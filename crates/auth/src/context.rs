//! Authorization context for authenticated requests

use uuid::Uuid;

use crate::claims::AccessTokenClaims;

/// Identity attached to a request whose access token verified
#[derive(Debug, Clone, PartialEq, Eq)]
pub struct AuthContext {
    pub user_id: Uuid,
    pub claims: AccessTokenClaims,
}

impl AuthContext {
    pub fn new(claims: AccessTokenClaims) -> Self {
        Self {
            user_id: claims.user_id(),
            claims,
        }
    }
}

- - -

Prompt.
Repeat back all entries verbatim.

Answer to the exercise.
filename crates/auth/src/context.rs
//! Authorization context for authenticated requests

use uuid::Uuid;

use crate::claims::AccessTokenClaims;

/// Identity attached to a request whose access token verified
#[derive(Debug, Clone, PartialEq, Eq)]
pub struct AuthContext {
    pub user_id: Uuid,
    pub claims: AccessTokenClaims,
}

impl AuthContext {
    pub fn new(claims: AccessTokenClaims) -> Self {
        Self {
            user_id: claims.user_id(),
            claims,
        }
    }
}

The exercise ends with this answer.